Whitehead's ever-lengthening list of accolades is as staggering as it is deserved. In addition to winning the Pulitzer Prize twice as well as the National Book Award, he's the recipient of MacArthur and Guggenheim fellowships. Most recently, he was honored with a National Humanities Medal at the White House by President Biden, part of the 2023 class of august creatives that includes Vera Wang and Elton John.

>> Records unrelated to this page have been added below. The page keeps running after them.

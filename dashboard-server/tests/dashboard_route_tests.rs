mod test_helpers;

use dashboard_core::ProblemCatalog;
use dashboard_types::{Problem, ViewState};
use serde_json::json;
use test_helpers::*;

#[tokio::test]
async fn test_health_endpoint() {
    let app = create_test_app().await;

    let response = warp::test::request()
        .method("GET")
        .path("/health")
        .reply(&app)
        .await;

    assert_eq!(response.status(), 200);
    assert_eq!(response.body(), "OK");
}

#[tokio::test]
async fn test_problems_endpoint() {
    let app = create_test_app().await;

    let response = warp::test::request()
        .method("GET")
        .path("/problems")
        .reply(&app)
        .await;

    assert_eq!(response.status(), 200);
    let problems: Vec<Problem> = serde_json::from_slice(response.body()).unwrap();
    assert_eq!(problems.len(), ProblemCatalog::bundled().unwrap().len());

    let body: serde_json::Value = serde_json::from_slice(response.body()).unwrap();
    assert!(body[0]["shortTitle"].is_string());
    assert!(body[0]["difficulty"].is_string());
}

#[tokio::test]
async fn test_dashboard_requires_authentication() {
    let app = create_dev_test_app().await;

    let response = warp::test::request()
        .method("GET")
        .path("/dashboard")
        .reply(&app)
        .await;

    assert_eq!(response.status(), 401);
    let body: serde_json::Value = serde_json::from_slice(response.body()).unwrap();
    assert_eq!(body["error"], "Authentication required");
    assert_eq!(body["redirect"], "/signin");
}

#[tokio::test]
async fn test_dashboard_rejects_invalid_token() {
    let app = create_test_app().await;

    let response = warp::test::request()
        .method("GET")
        .path("/dashboard")
        .header("authorization", "Bearer not-a-real-token")
        .reply(&app)
        .await;

    assert_eq!(response.status(), 401);
    let body: serde_json::Value = serde_json::from_slice(response.body()).unwrap();
    assert_eq!(body["error"], "Invalid authentication token");
}

#[tokio::test]
async fn test_dashboard_for_signed_in_user() {
    let app = create_dev_test_app().await;

    let response = warp::test::request()
        .method("GET")
        .path("/dashboard")
        .header(
            "authorization",
            format!("Bearer {}", dev_token("a@x.com", "Alice")),
        )
        .reply(&app)
        .await;

    assert_eq!(response.status(), 200);
    let state: ViewState = serde_json::from_slice(response.body()).unwrap();
    assert_eq!(
        state,
        ViewState::Ready {
            name: "Alice".to_string(),
            your_score: 10,
            highest_score: 25,
            thread_ids: vec!["graphs".to_string(), "recursion".to_string()],
            deck_ids: vec!["big-o".to_string()],
        }
    );
}

#[tokio::test]
async fn test_dashboard_accepts_dev_jwt() {
    let app = create_dev_test_app().await;
    let token = dev_jwt(json!({ "sub": "u2", "email": "b@x.com" }));

    let response = warp::test::request()
        .method("GET")
        .path("/dashboard")
        .header("authorization", format!("Bearer {}", token))
        .reply(&app)
        .await;

    assert_eq!(response.status(), 200);
    let state: ViewState = serde_json::from_slice(response.body()).unwrap();
    match state {
        ViewState::Ready {
            name, your_score, ..
        } => {
            assert_eq!(name, "Bob");
            assert_eq!(your_score, 25);
        }
        other => panic!("Expected Ready, got {:?}", other),
    }
}

#[tokio::test]
async fn test_dashboard_for_user_without_record() {
    let app = create_dev_test_app().await;

    let response = warp::test::request()
        .method("GET")
        .path("/dashboard")
        .header(
            "authorization",
            format!("Bearer {}", dev_token("ghost@x.com", "Ghost")),
        )
        .reply(&app)
        .await;

    assert_eq!(response.status(), 200);
    let state: ViewState = serde_json::from_slice(response.body()).unwrap();
    assert_eq!(state, ViewState::error("User data not found."));
}

#[tokio::test]
async fn test_cors_preflight() {
    let app = create_test_app().await;

    let response = warp::test::request()
        .method("OPTIONS")
        .path("/dashboard")
        .header("origin", "http://localhost:3000")
        .header("access-control-request-method", "GET")
        .header("access-control-request-headers", "authorization")
        .reply(&app)
        .await;

    assert_eq!(response.status(), 200);
    assert!(response.headers().contains_key("access-control-allow-origin"));
}

#[tokio::test]
async fn test_invalid_routes() {
    let app = create_test_app().await;

    let response = warp::test::request()
        .method("GET")
        .path("/nonexistent")
        .reply(&app)
        .await;

    assert_eq!(response.status(), 404);
}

Like so many middle books in a trilogy, Crook Manifesto feels more like a bridge than a fully self-contained work. Its hopscotch chronology gives it a swift, almost breezy ease. The explosive '60s are dead; the momentous '80s are gestating; and the confused '70s are kind of muddling their way along in a haze of post-this and pre-that. America's history bears that pattern out, and in microcosm, so does Ray's. He's a man of his time, but he's no pawn. Except, of course, when Whitehead can draw a good laugh or lesson out it. Even during the book's borderline apocalyptic final third, the corrupt and fiery New York of 1976 gives Pepper, Ray, and his force-of-nature wife Elizabeth a dramatic backdrop against which their relationships are tested and deepened. Through it all, family is Ray's grail, his motivation to be both better and worse. "What else was an ongoing criminal enterprise complicated by periodic violence for," Whitehead writes with the perfect timing of one of his semifictional comedians, "but to make your wife happy?"

What truly makes this series, or any series, work is the way it compels the reader to revisit its characters, to invest in them, to compel you to care enough to see their narratives through. Whitehead knows it, and Crook Manifesto proves it. Ray, May, Elizabeth and Pepper in particular are by turns exasperating and aspirational. Life gets thrown at them, and they throw themselves back in return. These are people you crave to catch up with, and in Whitehead's hands, the vast and intangible forces of society, injustice, morality, survival and love are distilled in them. "I want you back," sang the Jackson 5 so famously. It's how Whitehead makes you feel the instant you close Crook Manifesto. Does that mean it's utterly necessary to go back and read (or re-read) Harlem Shuffle before diving into its sequel? No. But it would be a crime not to.